Feeling particularly hermit-y today, but I had put off going out because there is no food in the house (of the cat or human variety) I usually foist this task on James, but since he’s working this weekend, I donned my sunday best and ventured to Trader Joe’s and PetCo on LaBrea&3rd.

I hate going to the grocery store. Perhaps because it is always crowded, or there’s never any parking, or because the people who shop there epitomize Los Angeles (skinny people dressed in their yoga clothes or their vintage clothes that cost hundreds of dollars). Suddenly, whatever I am wearing is wrong. My clothes feel frumpy, my hair is not cute, my favorite, very cool Diesels are no longer very cool.

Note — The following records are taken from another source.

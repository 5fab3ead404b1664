//! Hardware device trait definitions.
//!
//! These traits establish the contract between the controller tasks and the
//! peripherals (key matrix, character display, lock actuator), enabling easy
//! substitution between mock and real hardware implementations.
//!
//! The display and actuator methods are desugared `async fn`s returning
//! `impl Future + Send`; no `async_trait` macro is needed, and the `Send`
//! bound keeps the controller future spawnable from callers that are
//! generic over the device types. Implementations write plain `async fn`.

use crate::error::Result;
use crate::types::IndicatorChannel;
use std::future::Future;

/// Raw access to the key matrix lines.
///
/// A key matrix is wired as column drive lines crossed with row sense
/// lines; a pressed key connects its column to its row. This trait exposes
/// exactly that electrical picture and nothing more: the scanner task owns
/// all policy (which column is active when, debouncing, release detection).
///
/// Line access is synchronous because GPIO reads and writes complete
/// immediately; there is nothing to await.
pub trait MatrixPort: Send {
    /// Drive a column line active or inactive.
    ///
    /// Column indices outside the matrix geometry are ignored.
    fn drive_column(&mut self, col: usize, active: bool);

    /// Sample a row sense line.
    ///
    /// Returns `true` when the row reads active, which happens when some
    /// key on a currently-driven column in that row is closed. Rows
    /// outside the matrix geometry read inactive.
    fn row_active(&self, row: usize) -> bool;
}

/// Two-line character display abstraction.
///
/// The controller draws complete screens: it clears, then writes each row
/// it needs. Implementations are free to buffer writes, but after the
/// `write_line` future resolves the text must be observable (mock
/// implementations expose it to test handles at that point).
pub trait DisplayDevice: Send {
    /// Clear the display.
    ///
    /// # Errors
    ///
    /// Returns an error if the device is disconnected or a communication
    /// error occurs.
    fn clear(&mut self) -> impl Future<Output = Result<()>> + Send;

    /// Write text to a row, starting at column zero.
    ///
    /// Text longer than the display width is truncated by the device.
    ///
    /// # Errors
    ///
    /// Returns an error if the row index is outside the display geometry
    /// or a communication error occurs.
    fn write_line(&mut self, row: u8, text: &str) -> impl Future<Output = Result<()>> + Send;
}

/// Lock actuator and indicator lamp abstraction.
///
/// Drives the physical lock (energised = unlocked) and the per-channel
/// indicator lamps used for grant feedback.
pub trait LockActuator: Send {
    /// Energise or de-energise the lock.
    ///
    /// `locked = false` opens the door; `locked = true` secures it again.
    ///
    /// # Errors
    ///
    /// Returns an error if the device is disconnected or a communication
    /// error occurs.
    fn set_locked(&mut self, locked: bool) -> impl Future<Output = Result<()>> + Send;

    /// Switch an indicator lamp on or off.
    ///
    /// # Errors
    ///
    /// Returns an error if the device is disconnected or a communication
    /// error occurs.
    fn set_indicator(
        &mut self,
        channel: IndicatorChannel,
        on: bool,
    ) -> impl Future<Output = Result<()>> + Send;
}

I get to Trader Joe’s and there is no parking. I squeeze into a spot after waiting for someone to pack up her car and go. I walk inside only to find the doorway jam packed with people standing in the check out line. There are no baskets (I refuse to use a cart because they are impossible to manuever in this small store. Luckily I brought my canvas grocery bag andI start stuffing everything in it. But now, I am only limited to buying the things I can carry in this bag. I am wandering around this store, lost among the crowds, trying to find the damn water and the organic tomatoes! Standing in line, I get a tickle in my throat that causes me to have a coughing fit. When I am alone in a store, I become conscious of what I am looking at. There is nothing for me to do, no one to talk to, so I stare at people, and they catch me, so I stare at the floor. As I am getting to my car, I take out my keys and something falls out of my bag. “Forget it!” I say to myself. I look back to see my lipgloss on the ground, calling my name. But I cannot double back to pick something off the ground. Not when there are 50 cars in line, staring at me, waiting for me to get out.

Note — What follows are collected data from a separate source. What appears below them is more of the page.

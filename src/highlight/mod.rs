//! Syntax highlighting for code blocks.
//!
//! Uses syntect with the bundled Sublime Text syntax definitions and emits
//! inline-styled HTML spans (no background, so the page's code block colour
//! shows through).

use std::sync::LazyLock;

use syntect::easy::HighlightLines;
use syntect::highlighting::{Theme, ThemeSet};
use syntect::html::{IncludeBackground, styled_line_to_highlighted_html};
use syntect::parsing::SyntaxSet;
use syntect::util::LinesWithEndings;

const THEME_NAME: &str = "InspiredGitHub";

static SYNTAX_SET: LazyLock<SyntaxSet> = LazyLock::new(SyntaxSet::load_defaults_newlines);
static THEME: LazyLock<Option<Theme>> = LazyLock::new(|| {
    let mut themes = ThemeSet::load_defaults();
    themes.themes.remove(THEME_NAME)
});

/// Highlight `code` as HTML spans.
///
/// Returns `None` when the language is missing or unknown, or if syntect
/// fails partway through; callers fall back to escaped plain text.
pub fn highlight_html(language: Option<&str>, code: &str) -> Option<String> {
    let token = language.map(str::trim).filter(|l| !l.is_empty())?;
    let syntax = SYNTAX_SET.find_syntax_by_token(token)?;
    let theme = THEME.as_ref()?;

    let mut highlighter = HighlightLines::new(syntax, theme);
    let mut html = String::with_capacity(code.len() * 2);
    for line in LinesWithEndings::from(code) {
        let regions = match highlighter.highlight_line(line, &SYNTAX_SET) {
            Ok(regions) => regions,
            Err(err) => {
                tracing::debug!(language = token, error = %err, "highlighting failed");
                return None;
            }
        };
        match styled_line_to_highlighted_html(&regions, IncludeBackground::No) {
            Ok(spans) => html.push_str(&spans),
            Err(err) => {
                tracing::debug!(language = token, error = %err, "highlighting failed");
                return None;
            }
        }
    }
    Some(html)
}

I finally get the hell out of there and make it across the street to PetCo, where pets go. And this is even worse. I am standing in line holding a 17lb bag of cat litter in one hand and a 5lb bag of cat food in the other, when the handle breaks on the litter and falls to the floor. I now have to stand in line and balance these bags on my hip or on the floor, which makes me half to bend over. The coupon for $2 off I have painstakingly saved is nowhere to be found in my bag. I try to (gracefully) leave the store, back out my car and head for the shelter of my home.

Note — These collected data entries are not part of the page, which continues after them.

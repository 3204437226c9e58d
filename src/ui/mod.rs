//! Presentation of a rendered document.
//!
//! - [`page`]: Standalone HTML page with sidebar and table of contents
//! - [`tracker`]: Active table-of-contents entry
//! - [`viewport`]: Scroll position and heading visibility

pub mod page;
pub mod tracker;
pub mod viewport;

pub use page::Page;
pub use tracker::{ActiveSection, ActiveSectionTracker, IntersectionSource, VisibilityEvent};
pub use viewport::{ElementBox, RootMargin, ScrollViewport};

I literally felt like I was running away when I was driving back the tree lined streets up to Beverly. I wanted to take a picture but I neither had my phone or my camera. So there you have it. I know it doesn’t sound all that bad. But I assure you it was. But it had to be done. I love eating too much to wait until midnight when James comes back to eat. And I couldn’t let my babies starve. Ugh, I hate going to the store. Maybe once James reads this he won’t make me go back to that hell hole.

*sigh* My dad’s out of the country so there will be no one to nag me about watching the oscars tonight. No, if you’ll excuse me, I am going to do some chores before crashing into a catatonic state on my couch, with Mr Harry Potter.